Spätkaufbetreiber wollen am Sonntag öffnen

Laut Gesetz bleiben Spätis am Sonntag zu – die Betreiber wollen das gegen den Widerstand der Linkspartei ändern

  • Yannic Walther
  • Lesedauer: 3 Min.

Seit kurzem kann man in Hassans Spätkaufstelle in der Nähe der Frankfurter Allee nicht mehr nur Bier, Snacks und Zigaretten kaufen. Auch zahlreiche Berlin-Souvenirs stehen mittlerweile im Schaufenster. Grund dafür ist das Berliner Ladenöffnungsgesetz. Dort heißt es sinngemäß: Wer Bedarfsartikel für Touristen anbietet, der darf auch an Sonn- und Feiertagen von 13 bis 20 Uhr öffnen, ansonsten müssen Spätis wie auch Supermärkte am Sonntag zu bleiben.
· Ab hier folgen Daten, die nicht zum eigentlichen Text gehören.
impl Table {
    pub fn new(schema: Schema) -> Self {
        let indexes = schema
            .columns()
            .iter()
            .filter(|c| c.primary_key || c.unique)
            .map(|c| (c.name.clone(), ConstraintIndex::new()))
            .collect();
        Self {
            schema,
            rows: Vec::new(),
            indexes,
        }
    }

    pub fn schema(&self) -> &Schema {
        &self.schema
    }

    pub fn count(&self) -> usize {
        self.rows.len()
    }

    pub fn is_empty(&self) -> bool {
        self.rows.is_empty()
    }

    /// Removes all rows, keeping the schema and empty constraint indexes
    pub fn clear(&mut self) {
        self.rows.clear();
        for index in self.indexes.values_mut() {
            index.clear();
        }
    }

    /// Inserts a row, returning the stored (validated and coerced) copy
    ///
    /// Validation, coercion and constraint checks all complete before any
    /// mutation, so a failing insert leaves rows and indexes untouched.
    pub fn insert(&mut self, row_data: Row) -> Result<Row> {
        self.schema.validate_row(&row_data)?;

        let mut coerced = Vec::with_capacity(row_data.len());
        for (name, value) in row_data.iter() {
            coerced.push((name.to_string(), self.schema.coerce_value(name, value.clone())?));
        }
        let row = Row::from_pairs(coerced);

        self.check_constraints(&row, None)?;

        let position = self.rows.len();
        self.rows.push(row.clone());
        self.index_row(&row, position);
        Ok(row)
    }

    /// Returns a snapshot copy of all rows in storage order
    pub fn select_all(&self) -> Vec<Row> {
        self.rows.clone()
    }

    /// Linear scan in storage order; predicate failures abort the scan
    pub fn select_where<P>(&self, predicate: P) -> Result<Vec<Row>>
    where
        P: Fn(&Row) -> Result<bool>,
    {
        let mut matched = Vec::new();
        for row in &self.rows {
            if predicate(row)? {
                matched.push(row.clone());
            }
        }
        Ok(matched)
    }

    /// Point lookup: uses the constraint index when the column has one,
    /// otherwise falls back to a linear scan
    pub fn select_by_column(&self, column: &str, value: &Value) -> Result<Vec<Row>> {
        if self.schema.column(column).is_none() {
            return Err(Error::Lookup(format!("unknown column '{}'", column)));
        }

        if let Some(index) = self.indexes.get(column) {
            if let Some(positions) = index.get(value) {
                return Ok(positions.iter().map(|&p| self.rows[p].clone()).collect());
            }
        }

        Ok(self
            .rows
            .iter()
            .filter(|row| row.get(column).unwrap_or(&Value::Null) == value)
            .cloned()
            .collect())
    }

    /// Updates every row matching the predicate, returning how many were
    /// updated
    ///
    /// Two phases: collect matching positions, then rewrite each row in
    /// place. The first failing row aborts the statement with its error;
    /// rows already rewritten stay rewritten (no cross-row rollback).
    pub fn update_where<P>(&mut self, predicate: P, updates: &[(String, Value)]) -> Result<usize>
    where
        P: Fn(&Row) -> Result<bool>,
    {
        let mut matched = Vec::new();
        for (position, row) in self.rows.iter().enumerate() {
            if predicate(row)? {
                matched.push(position);
            }
        }

        let mut updated = 0;
        for position in matched {
            let old_row = self.rows[position].clone();
            let merged = old_row.with_columns(updates.iter().cloned());
            self.schema.validate_row(&merged)?;

            let mut coerced = Vec::with_capacity(merged.len());
            for (name, value) in merged.iter() {
                coerced.push((name.to_string(), self.schema.coerce_value(name, value.clone())?));
            }
            let new_row = Row::from_pairs(coerced);

            // The row's own position is excluded so that an update leaving
            // a constrained value unchanged always passes.
            self.check_constraints(&new_row, Some(position))?;

            self.unindex_row(&old_row, position);
            self.rows[position] = new_row.clone();
            self.index_row(&new_row, position);
            updated += 1;
        }
        Ok(updated)
    }

    /// Deletes every row matching the predicate, returning how many were
    /// deleted
    ///
    /// Matches are removed in descending position order so earlier
    /// positions are unaffected, and every row at or after a removed
    /// position is re-indexed. That re-indexing is O(n) per delete, the
    /// price of the array-backed row store.
    pub fn delete_where<P>(&mut self, predicate: P) -> Result<usize>
    where
        P: Fn(&Row) -> Result<bool>,
    {
        let mut matched = Vec::new();
        for (position, row) in self.rows.iter().enumerate() {
            if predicate(row)? {
                matched.push(position);
            }
        }

        for &position in matched.iter().rev() {
            let row = self.rows[position].clone();
            self.unindex_row(&row, position);
            self.rows.remove(position);
            self.reindex_from(position);
        }
        Ok(matched.len())
    }

    /// Checks every constraint index against the row's (coerced) values,
    /// failing on the first collision. `exclude` is the row's own position
    /// during an update.
    fn check_constraints(&self, row: &Row, exclude: Option<usize>) -> Result<()> {
        for column in self.schema.columns() {
            let Some(index) = self.indexes.get(&column.name) else {
                continue;
            };
            let Some(value) = row.get(&column.name) else {
                continue;
            };
            if value.is_null() {
                continue;
            }
            if let Some(positions) = index.get(value) {
                let taken = match exclude {
                    Some(own) => positions.iter().any(|&p| p != own),
                    None => !positions.is_empty(),
                };
                if taken {
                    let kind = if column.primary_key {
                        "primary key"
                    } else {
                        "unique constraint"
                    };
                    return Err(Error::Constraint(format!(
                        "{} violation: {}={} already exists",
                        kind, column.name, value
                    )));
                }
            }
        }
        Ok(())
    }

    fn index_row(&mut self, row: &Row, position: usize) {
        for (column, index) in self.indexes.iter_mut() {
            if let Some(value) = row.get(column) {
                if !value.is_null() {
                    index.entry(value.clone()).or_default().insert(position);
                }
            }
        }
    }

    fn unindex_row(&mut self, row: &Row, position: usize) {
        for (column, index) in self.indexes.iter_mut() {
            if let Some(value) = row.get(column) {
                if let Some(positions) = index.get_mut(value) {
                    positions.remove(&position);
                    if positions.is_empty() {
                        index.remove(value);
                    }
                }
            }
        }
    }

    /// After removing the row at `start`, every later row shifted down by
    /// one; move each of their index entries from the old position to the
    /// new one.
    fn reindex_from(&mut self, start: usize) {
        for position in start..self.rows.len() {
            let row = &self.rows[position];
            for (column, index) in self.indexes.iter_mut() {
                if let Some(value) = row.get(column) {
                    if let Some(positions) = index.get_mut(value) {
                        positions.remove(&(position + 1));
                        positions.insert(position);
                    }
                }
            }
        }
    }
}
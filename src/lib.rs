//! reldb - A minimal in-memory relational database engine in Rust
//!
//! This crate provides:
//! - Typed table schemas with primary-key/unique/nullable constraints
//! - In-memory tables with constraint-enforcing value indexes
//! - A small SQL subset (CREATE TABLE, INSERT, SELECT with WHERE and
//!   INNER JOIN, UPDATE, DELETE)
//! - An execution engine returning structured per-statement results
//! - JSON key-value snapshot persistence
//!
//! WHERE clauses are a single comparison (`=`, `!=`, `>`, `<`); boolean
//! composition with AND/OR is deliberately unsupported.
//!
//! ```
//! use reldb::sql::engine::{Database, executor::ExecutionEngine};
//!
//! let mut db = Database::new("demo");
//! let mut engine = ExecutionEngine::new(&mut db);
//! engine.execute("CREATE TABLE users (id INT PRIMARY KEY, name VARCHAR(50))");
//! engine.execute("INSERT INTO users (id, name) VALUES (1, 'Alice')");
//! let result = engine.execute("SELECT * FROM users WHERE id = 1");
//! assert_eq!(result.rows().len(), 1);
//! ```

pub mod error;
pub mod sql;
pub mod storage;
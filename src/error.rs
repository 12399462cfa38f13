use thiserror::Error;

/// Custom Result type for database operations
pub type Result<T> = std::result::Result<T, Error>;

/// Error types for the database engine
///
/// All of these are value-level failures: the execution engine converts
/// them into structured failure results at statement granularity instead
/// of letting them cross the statement boundary.
#[derive(Error, Debug, Clone, PartialEq)]
pub enum Error {
    /// Missing/unknown/mistyped column or invalid coercion
    #[error("schema error: {0}")]
    Schema(String),
    /// Primary-key or unique collision
    #[error("constraint violation: {0}")]
    Constraint(String),
    /// Malformed SQL fragment
    #[error("parse error: {0}")]
    Parse(String),
    /// Unknown table or column
    #[error("lookup error: {0}")]
    Lookup(String),
    /// Persistence collaborator failure (serialization, file I/O)
    #[error("storage error: {0}")]
    Storage(String),
}

impl From<std::num::ParseIntError> for Error {
    fn from(value: std::num::ParseIntError) -> Self {
        Error::Parse(value.to_string())
    }
}

impl From<serde_json::Error> for Error {
    fn from(value: serde_json::Error) -> Self {
        Error::Storage(value.to_string())
    }
}

impl From<std::io::Error> for Error {
    fn from(value: std::io::Error) -> Self {
        Error::Storage(value.to_string())
    }
}
//! Adapter implementations of the port traits.

pub mod live;
//! Live adapter for the `Entropy` port backed by `rand`.

use std::sync::{Mutex, PoisonError};

use rand::rngs::StdRng;
use rand::{Rng, SeedableRng};

use crate::ports::Entropy;

/// Entropy drawn from a `StdRng`, either OS-seeded or seeded explicitly.
pub struct RngEntropy {
    rng: Mutex<StdRng>,
}

impl RngEntropy {
    /// Creates an entropy source seeded from the operating system.
    #[must_use]
    pub fn from_os() -> Self {
        Self { rng: Mutex::new(StdRng::from_entropy()) }
    }

    /// Creates a reproducible entropy source.
    #[must_use]
    pub fn seeded(seed: u64) -> Self {
        Self { rng: Mutex::new(StdRng::seed_from_u64(seed)) }
    }
}

impl Default for RngEntropy {
    fn default() -> Self {
        Self::from_os()
    }
}

impl Entropy for RngEntropy {
    fn below(&self, upper: usize) -> usize {
        if upper == 0 {
            return 0;
        }
        self.rng.lock().unwrap_or_else(PoisonError::into_inner).gen_range(0..upper)
    }

    fn chance(&self, p: f64) -> bool {
        self.rng.lock().unwrap_or_else(PoisonError::into_inner).gen_bool(p.clamp(0.0, 1.0))
    }
}

#[cfg(test)]
mod tests {
    use super::*;

    #[test]
    fn below_stays_in_range() {
        let entropy = RngEntropy::from_os();
        for _ in 0..200 {
            assert!(entropy.below(7) < 7);
        }
        assert_eq!(entropy.below(0), 0);
    }

    #[test]
    fn seeded_sources_repeat() {
        let a = RngEntropy::seeded(42);
        let b = RngEntropy::seeded(42);
        let draws_a: Vec<usize> = (0..32).map(|_| a.below(1000)).collect();
        let draws_b: Vec<usize> = (0..32).map(|_| b.below(1000)).collect();
        assert_eq!(draws_a, draws_b);
    }

    #[test]
    fn chance_extremes_are_certain() {
        let entropy = RngEntropy::seeded(1);
        assert!(entropy.chance(1.0));
        assert!(!entropy.chance(0.0));
        assert!(entropy.chance(7.5));
    }
}
//! Executes a [`LayoutPlan`] on disk and records the results in the ledger.

use std::path::Path;

use tracing::{debug, warn};

use crate::context::ServiceContext;
use crate::ledger::{Category, MappingLedger};

use super::{is_preserved_dir, resolve, LayoutPlan};

/// What the migrator did with the plan.
#[derive(Debug, Clone, Default, PartialEq, Eq)]
pub struct MigrationReport {
    /// Files moved and recorded in the ledger.
    pub moved: usize,
    /// Original paths left in place because their target was occupied.
    pub conflicts: Vec<String>,
    /// Moves that failed for another reason.
    pub failed: usize,
    /// Empty directories removed after the moves.
    pub pruned_dirs: usize,
}

/// Moves every assigned file, records successful moves, then prunes empty directories.
///
/// An occupied target is only overwritten when it is a hidden artifact
/// (name starting with `.`); any other collision is logged and the file
/// stays where it was. Per-file failures never abort the migration.
pub fn migrate(
    ctx: &ServiceContext,
    root: &Path,
    plan: &LayoutPlan,
    ledger: &mut MappingLedger,
) -> MigrationReport {
    let mut report = MigrationReport::default();

    for directory in &plan.new_directories {
        if let Err(e) = ctx.fs.create_dir_all(&resolve(root, directory)) {
            warn!(directory = %directory, error = %e, "failed to create synthetic directory");
        }
    }

    for (original, target) in &plan.file_assignment {
        let from = resolve(root, original);
        let to = resolve(root, target);

        if ctx.fs.exists(&to) {
            if is_hidden_artifact(target) {
                if let Err(e) = ctx.fs.remove_file(&to) {
                    warn!(target = %target, error = %e, "failed to clear hidden artifact");
                    report.failed += 1;
                    continue;
                }
            } else {
                warn!(original = %original, target = %target, "target already exists, file left in place");
                report.conflicts.push(original.clone());
                continue;
            }
        }

        match ctx.fs.rename(&from, &to) {
            Ok(()) => {
                debug!(original = %original, target = %target, "file moved");
                ledger.record(Category::Files, normalize(original), normalize(target));
                report.moved += 1;
            }
            Err(e) => {
                warn!(original = %original, target = %target, error = %e, "file move failed");
                report.failed += 1;
            }
        }
    }

    for (original, synthetic) in &plan.directory_assignment {
        ledger.record(Category::Directories, normalize(original), normalize(synthetic));
    }

    report.pruned_dirs = prune_empty_dirs(ctx, root, root);
    report
}

/// Hidden or system files (`.DS_Store`, `.keep`, ...) may be overwritten.
fn is_hidden_artifact(relative: &str) -> bool {
    relative.rsplit('/').next().is_some_and(|name| name.starts_with('.'))
}

/// Ledger keys always use `/`, whatever separator crept in.
fn normalize(relative: &str) -> String {
    relative.replace('\\', "/")
}

/// Removes directories left empty below `dir`, bottom-up. `root` itself is kept.
fn prune_empty_dirs(ctx: &ServiceContext, root: &Path, dir: &Path) -> usize {
    let Ok(entries) = ctx.fs.list_dir(dir) else {
        return 0;
    };

    let mut removed = 0;
    for entry in entries.iter().filter(|e| e.is_dir && !is_preserved_dir(&e.name)) {
        removed += prune_empty_dirs(ctx, root, &dir.join(&entry.name));
    }

    if dir != root && ctx.fs.list_dir(dir).is_ok_and(|left| left.is_empty()) {
        match ctx.fs.remove_dir(dir) {
            Ok(()) => {
                debug!(directory = %dir.display(), "empty directory removed");
                removed += 1;
            }
            Err(e) => debug!(directory = %dir.display(), error = %e, "could not remove directory"),
        }
    }
    removed
}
»Vor drei Monaten hat das angefangen, dass wir verstärkt von den Behörden kontrolliert wurden und hohe Strafen zahlen mussten, jetzt verkaufen wir als Alibi Souvenirs«, sagt Hassan, der wegen befürchteten Konsequenzen seinen vollständigen Namen nicht in der Zeitung lesen will. Wie nicht wenige der schätzungsweise 2000 Spätkaufstellen in Berlin hat sich Hassans Späti vor der Umstellung auf den touristischen Bedarf nicht an das Öffnungsverbot gehalten. Hassan wünscht sich, seinen Laden rund um die Uhr betreiben zudürfen. Zumindest sonntags uneingeschränkt öffnen zu können, wie Tankstellen und Bahnhofsläden auch, fordert er von der Politik. Denn für Hassan ist klar: »Am Sonntag machen wir den größten Umsatz.«

Mit seiner Forderung ist er nicht allein. Am Sonntag hat der Verein »Berliner Spätis« zur Kundgebung auf den Neuköllner Hermannplatz eingeladen. Gut 80 Betreiber, Angestellte und Späti-Freunde sind gekommen, um für ein freies Verkaufsrecht zu demonstrieren. Alper Baba, Vorsitzender des 150 Mitglieder starken Vereins, sagt: »Spätis sind Teil der Kiezkultur und Treffpunkt für Nachbarn. Sie gehören genauso zum Berlin-Bild wie die BVG.« Die Kioske hätten aber nicht nur eine kulturelle Stellung in der Stadt, findet Baba: »Viele am Arbeitsmarkt schwer vermittelbare Menschen haben erst bei den Spätkaufstellen Arbeit finden können. In Berlin leben insgesamt 20.000 Menschen von den Spätiverkäufen.« Mit dem Verein setzt er sich für eine klare rechtliche Definition von Spätis ein, die sie mit Tankstellen und Bahnhofläden gleichstellt.

Bei den Berliner Regierungsparteien ist man sich darüber allerdings uneins. Anja Kofbinger von den Grünen hält Ausnahmen für Spätis mit der Sonntagsruhe vereinbar. »Es gibt auch Lösungen, ohne das Gesetz ändern zu müssen. In Hamburg kann zum Beispiel am Sonntag verkauft werden, weil bestimmte Straßen zur touristischen Zone erklärt wurden«, sagt sie auf der Kundgebung. Nicht nur mit den Grünen ist Baba im Gespräch. Auch CDU, FDP und »50 Prozent der SPD« würden sich seiner Forderung anschließen. Sozialsenatorin Elke Breitenbach (LINKE) hingegen hat sich in der Vergangenheit wiederholt gegen eine Sonntagsöffnung der Spätis ausgesprochen. Breitenbach meint, dass eine Ausnahmeregelung für Spätis dazu führe, dass Supermarkt-Ketten dies nicht hinnehmen würden und auf eine Gleichstellung ihrer Geschäfte mit den Spätis klagen könnten. Auch müsse man, so Breitenbach, auf die Einhaltung von Arbeitszeitgrenzen und die Gesundheit der Betreiber achten. Wie die Teilnehmer auf der Kundgebung hat Hassan dafür wenig Verständnis: »Wie lange ich arbeite, geht die Politik nichts an.« Auf dem Hermannplatz ist er an diesem Tag nicht, schließlich erarbeitet er am Sonntag den größten Wochenumsatz.